The RAND used for unilateral authentication (discussed above) is a "global" RAND which is determined by, for example, the visited network and sent to all mobile stations in the coverage area of the visited network. By contrast, the RAND used for bilateral authentication (discussed below), is a "mobile-specific" RAND which is determined by, for example, the home network and sent to a particular mobile station in the coverage area of a visited network. The specific choices between global and mobile-specific, and between home network and visited network, RANDs made herein are for illustration purposes only and are not intended as a limitation on the present invention. Similarly, the particular type of communications channel, e.g., voice or control, used for transmitting the RAND to the mobile station is an implementation issue for network operators. It will be appreciated by those of ordinary skill in the art, however, that the common control channel is especially suited for global RAND transmission while the mobile-specific RAND may be advantageously transmitted over the voice or speech channel.

Secret Keys Management

Another implementation issue for network operators is secret keys management Secret keys, such as the A-key (and the B-key discussed below), must be stored in a convenient location from which they can be readily accessed. The particular network location selected for storage of the secret keys has certain operational ramifications which are not of immediate significance to the present invention. It should be noted, however, that inter-network communications are simplified and security is enhanced if the secret keys, e.g., the A-key (and the B-key), are stored in the home network, or at least in a location under the control of the home network, so that only security variables, e.g., S-key, are transmitted between the home network and a visited network. In parts of the remaining discussion, it is assumed that the secret keys are stored in, or controlled by, the home network of the mobile station.
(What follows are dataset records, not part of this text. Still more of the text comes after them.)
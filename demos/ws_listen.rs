// Logs in, opens the employer event stream for a job, and prints incoming
// SmartBot events until Ctrl-C.
//
// Required env vars (a .env file works too):
//   JOBBOARD_API_URL, JOBBOARD_WS_URL, JOBBOARD_EMAIL, JOBBOARD_PASSWORD,
//   JOBBOARD_JOB_ID

use jobboard_connector_rs::auth::TokenStore;
use jobboard_connector_rs::rest::Client;
use jobboard_connector_rs::types::LoginRequest;
use jobboard_connector_rs::websocket::{ConnectionConfig, ConnectionManager};

#[tokio::main]
async fn main() {
    dotenv::dotenv().ok();
    env_logger::init();

    let base_url = std::env::var("JOBBOARD_API_URL").expect("JOBBOARD_API_URL not set");
    let ws_url = std::env::var("JOBBOARD_WS_URL").expect("JOBBOARD_WS_URL not set");
    let email = std::env::var("JOBBOARD_EMAIL").expect("JOBBOARD_EMAIL not set");
    let password = std::env::var("JOBBOARD_PASSWORD").expect("JOBBOARD_PASSWORD not set");
    let job_id = std::env::var("JOBBOARD_JOB_ID").expect("JOBBOARD_JOB_ID not set");

    let tokens = TokenStore::new();
    let client = Client::new(&base_url, tokens.clone(), None).expect("Failed to create client");
    client
        .login(&LoginRequest {
            email: &email,
            password: &password,
        })
        .await
        .expect("Login failed");

    let manager = ConnectionManager::new(ConnectionConfig::new(ws_url).with_job(job_id), tokens);
    manager.set_on_message(|msg| {
        println!(
            "[{}] {}: {}",
            msg.timestamp.as_deref().unwrap_or("-"),
            msg.kind,
            msg.data
        );
    });
    manager.set_on_connect(|| println!("connected"));
    manager.set_on_disconnect(|| println!("disconnected"));
    manager.set_on_error(|err| eprintln!("stream error: {}", err));

    manager.connect().await;

    tokio::signal::ctrl_c()
        .await
        .expect("Failed to listen for ctrl+c");
    manager.disconnect().await;
    println!("bye");
}
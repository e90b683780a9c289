//! REST API client for the job-board backend.
//!
//! Covers the request/response surface the platform exposes: auth, job
//! postings, résumés, applications, the general chat endpoint, and the
//! SmartBot screening protocol (`start-analysis` followed by repeated
//! `chat` calls). All methods are thin typed wrappers over `reqwest`;
//! the bearer token is read from the shared
//! [`TokenStore`](crate::auth::TokenStore) on every request.

pub mod client;

pub use client::Client;
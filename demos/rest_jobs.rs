// Logs in with credentials from the environment and lists job postings.
//
// Required env vars (a .env file works too):
//   JOBBOARD_API_URL, JOBBOARD_EMAIL, JOBBOARD_PASSWORD

use jobboard_connector_rs::auth::TokenStore;
use jobboard_connector_rs::rest::Client;
use jobboard_connector_rs::types::{GetJobsParams, LoginRequest};

#[tokio::main]
async fn main() {
    dotenv::dotenv().ok();
    env_logger::init();

    let base_url = std::env::var("JOBBOARD_API_URL").expect("JOBBOARD_API_URL not set");
    let email = std::env::var("JOBBOARD_EMAIL").expect("JOBBOARD_EMAIL not set");
    let password = std::env::var("JOBBOARD_PASSWORD").expect("JOBBOARD_PASSWORD not set");

    let tokens = TokenStore::new();
    let client = Client::new(&base_url, tokens, None).expect("Failed to create client");

    client
        .login(&LoginRequest {
            email: &email,
            password: &password,
        })
        .await
        .expect("Login failed");

    let params = GetJobsParams {
        limit: Some(20),
        ..Default::default()
    };
    let response = client
        .get_jobs(Some(&params))
        .await
        .expect("Failed to list jobs");

    println!("{} jobs (showing {}):", response.total, response.jobs.len());
    for job in &response.jobs {
        println!(
            "  #{} {} @ {} [{}]",
            job.id,
            job.title,
            job.company_name,
            job.location.as_deref().unwrap_or("unspecified")
        );
    }
}
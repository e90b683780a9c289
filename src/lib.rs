pub mod auth;
pub mod error;
pub mod rest;
pub mod types;
pub mod websocket;
pub use error::{JobBoardError, Result};
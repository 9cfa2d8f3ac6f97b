//! The asset store.
//!
//! Rendering itself is a collaborator outside this crate, so the store does
//! not decode images. It maps string asset ids to [`TextureInfo`] metadata
//! (path and pixel dimensions) that the render target needs to resolve a
//! [`DrawOp`](crate::systems::DrawOp). Lookups are O(1) and side-effect
//! free.
//!
//! Stores can be filled programmatically with [`AssetStore::add_texture`]
//! or from a JSON manifest listing every texture.

use std::collections::HashMap;
use std::path::{Path, PathBuf};

use serde::{Deserialize, Serialize};

// ---------------------------------------------------------------------------
// Error types
// ---------------------------------------------------------------------------

/// Errors produced by asset lookups and manifest loading.
#[derive(Debug, thiserror::Error)]
pub enum AssetError {
    /// A lookup for an id the store has never seen.
    #[error("no texture registered under id '{id}'")]
    UnknownTexture { id: String },

    /// Two manifest entries claimed the same id.
    #[error("duplicate texture id '{id}' in asset manifest")]
    DuplicateTexture { id: String },

    /// The manifest file could not be read.
    #[error("failed to read asset manifest {path}")]
    ManifestIo {
        path: PathBuf,
        #[source]
        source: std::io::Error,
    },

    /// The manifest file is not valid manifest JSON.
    #[error("asset manifest is not valid JSON: {source}")]
    ManifestJson {
        #[from]
        source: serde_json::Error,
    },
}

// ---------------------------------------------------------------------------
// TextureInfo
// ---------------------------------------------------------------------------

/// Metadata for one texture.
#[derive(Debug, Clone, PartialEq, Eq, Serialize, Deserialize)]
pub struct TextureInfo {
    /// The id sprites reference.
    pub id: String,
    /// Where the image lives on disk.
    pub path: PathBuf,
    /// Width in pixels.
    pub width: u32,
    /// Height in pixels.
    pub height: u32,
}

/// On-disk manifest shape: `{"textures": [...]}`.
#[derive(Debug, Deserialize)]
struct Manifest {
    textures: Vec<TextureInfo>,
}

// ---------------------------------------------------------------------------
// AssetStore
// ---------------------------------------------------------------------------

/// String-keyed texture metadata store.
#[derive(Debug, Default)]
pub struct AssetStore {
    textures: HashMap<String, TextureInfo>,
}

impl AssetStore {
    /// Create an empty store.
    pub fn new() -> Self {
        Self::default()
    }

    /// Load a store from a JSON manifest file.
    pub fn load_manifest(path: impl AsRef<Path>) -> Result<Self, AssetError> {
        let path = path.as_ref();
        let json = std::fs::read_to_string(path).map_err(|source| AssetError::ManifestIo {
            path: path.to_path_buf(),
            source,
        })?;
        let store = Self::from_manifest_json(&json)?;
        tracing::info!(
            manifest = %path.display(),
            textures = store.len(),
            "asset manifest loaded"
        );
        Ok(store)
    }

    /// Build a store from manifest JSON already in memory.
    pub fn from_manifest_json(json: &str) -> Result<Self, AssetError> {
        let manifest: Manifest = serde_json::from_str(json)?;
        let mut store = Self::new();
        for info in manifest.textures {
            if store.textures.contains_key(&info.id) {
                return Err(AssetError::DuplicateTexture { id: info.id });
            }
            store.add_texture(info);
        }
        Ok(store)
    }

    /// Register a texture, replacing any previous entry with the same id.
    pub fn add_texture(&mut self, info: TextureInfo) {
        tracing::info!(id = %info.id, path = %info.path.display(), "texture registered");
        self.textures.insert(info.id.clone(), info);
    }

    /// Look up a texture by id.
    pub fn texture(&self, id: &str) -> Result<&TextureInfo, AssetError> {
        self.textures.get(id).ok_or_else(|| AssetError::UnknownTexture {
            id: id.to_owned(),
        })
    }

    /// Whether `id` is registered.
    pub fn contains(&self, id: &str) -> bool {
        self.textures.contains_key(id)
    }

    /// Number of registered textures.
    pub fn len(&self) -> usize {
        self.textures.len()
    }

    /// Whether the store is empty.
    pub fn is_empty(&self) -> bool {
        self.textures.is_empty()
    }

    /// Drop every registered texture.
    pub fn clear(&mut self) {
        self.textures.clear();
    }
}

// ---------------------------------------------------------------------------
// Tests
// ---------------------------------------------------------------------------
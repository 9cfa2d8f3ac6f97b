//! Flip-book sprite animation.

use std::time::Duration;

use ember_ecs::prelude::*;

use crate::components::{Animation, Sprite};

/// Advances every animated sprite to the frame implied by the clock.
///
/// The clock is whatever monotonic value the caller runs the simulation on;
/// pacing is not this system's concern.
pub struct AnimationSystem {
    state: SystemState,
}

impl AnimationSystem {
    pub fn new(types: &mut ComponentTypes) -> Self {
        let mut state = SystemState::new();
        state.require(types.id_of::<Animation>());
        state.require(types.id_of::<Sprite>());
        Self { state }
    }

    /// Select each entity's frame for clock value `now` and repoint its
    /// sprite's source rect at it. Frames are laid out horizontally, so the
    /// rect slides by one sprite width per frame.
    pub fn run(&self, registry: &mut Registry, now: Duration) -> Result<(), EcsError> {
        for &entity in self.state.entities() {
            let animation = registry.get_component_mut::<Animation>(entity)?;
            if animation.num_frames == 0 {
                continue;
            }
            let elapsed = now.saturating_sub(animation.start);
            let frames_elapsed = elapsed.as_millis() as u64 * animation.frame_rate as u64 / 1000;
            animation.current_frame = (frames_elapsed % animation.num_frames as u64) as u32;
            let frame = animation.current_frame;

            let sprite = registry.get_component_mut::<Sprite>(entity)?;
            sprite.src.x = (frame * sprite.width) as i32;
        }
        Ok(())
    }
}

impl System for AnimationSystem {
    fn state(&self) -> &SystemState {
        &self.state
    }

    fn state_mut(&mut self) -> &mut SystemState {
        &mut self.state
    }
}

// ---------------------------------------------------------------------------
// Tests
// ---------------------------------------------------------------------------
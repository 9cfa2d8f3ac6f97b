//! Constant-velocity integration.

use ember_ecs::prelude::*;

use crate::components::{RigidBody, Transform};

/// Moves every entity with a [`Transform`] and a [`RigidBody`] by its
/// velocity each step.
pub struct MovementSystem {
    state: SystemState,
}

impl MovementSystem {
    pub fn new(types: &mut ComponentTypes) -> Self {
        let mut state = SystemState::new();
        state.require(types.id_of::<Transform>());
        state.require(types.id_of::<RigidBody>());
        Self { state }
    }

    /// Integrate one step of `dt` seconds.
    pub fn run(&self, registry: &mut Registry, dt: f32) -> Result<(), EcsError> {
        for &entity in self.state.entities() {
            let velocity = registry.get_component::<RigidBody>(entity)?.velocity;
            let transform = registry.get_component_mut::<Transform>(entity)?;
            transform.position += velocity * dt;
        }
        Ok(())
    }
}

impl System for MovementSystem {
    fn state(&self) -> &SystemState {
        &self.state
    }

    fn state_mut(&mut self) -> &mut SystemState {
        &mut self.state
    }
}

// ---------------------------------------------------------------------------
// Tests
// ---------------------------------------------------------------------------

#[cfg(test)]
mod tests {
    use super::*;
    use crate::components::Vec2;

    fn setup() -> Registry {
        let mut registry = Registry::new();
        let movement = MovementSystem::new(registry.component_types_mut());
        registry.add_system(movement);
        registry
    }

    #[test]
    fn integrates_position_by_velocity() {
        let mut registry = setup();
        let e = registry.create_entity();
        registry.add_component(e, Transform::at(Vec2::new(10.0, 20.0)));
        registry.add_component(e, RigidBody::new(Vec2::new(40.0, -20.0)));
        registry.update();

        registry
            .run_system::<MovementSystem, _>(|system, registry| system.run(registry, 0.5))
            .unwrap()
            .unwrap();

        let transform = registry.get_component::<Transform>(e).unwrap();
        assert_eq!(transform.position, Vec2::new(30.0, 10.0));
    }

    #[test]
    fn ignores_entities_without_a_rigid_body() {
        let mut registry = setup();
        let e = registry.create_entity();
        registry.add_component(e, Transform::at(Vec2::new(1.0, 1.0)));
        registry.update();

        registry
            .run_system::<MovementSystem, _>(|system, registry| system.run(registry, 1.0))
            .unwrap()
            .unwrap();

        let transform = registry.get_component::<Transform>(e).unwrap();
        assert_eq!(transform.position, Vec2::new(1.0, 1.0));
    }

    #[test]
    fn repeated_steps_accumulate() {
        let mut registry = setup();
        let e = registry.create_entity();
        registry.add_component(e, Transform::default());
        registry.add_component(e, RigidBody::new(Vec2::new(3.0, 0.0)));
        registry.update();

        for _ in 0..4 {
            registry
                .run_system::<MovementSystem, _>(|system, registry| system.run(registry, 0.25))
                .unwrap()
                .unwrap();
        }

        let transform = registry.get_component::<Transform>(e).unwrap();
        assert_eq!(transform.position, Vec2::new(3.0, 0.0));
    }
}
The issue of secret keys management arises in connection with the mobile station as well. The mobile station may, for example, store all the secret keys, e.g., A-key and B-key, in an internal memory device. Alternatively, each mobile subscriber may carry a subscriber identity module (SIM), e g , smart card, which contains the secret keys and which may be connected to the mobile station memory. In some applications, the mobile station may store one of the secret keys in internal memory and the other key may be stored in the SIM. It should be clearly understood that the question of secret keys management, whether as to the network or the mobile station, is ancillary to the present invention as set forth herein.

Location of AUTH

Yet another implementation issue for network operators is the network location for execution of AUTH. If AUTH is executed in the home network, the visited network must transmit at least MIN and global RAND to the home network in order to receive the RESP and S-key. On the other hand, if AUTH is executed in the visited network, that network must transmit at least MIN to the home network and the home network must, in turn, transmit to the visited network the A-key, the ESN (if ESN is used in AUTH) and the permanent encryption key (if different from the A-key).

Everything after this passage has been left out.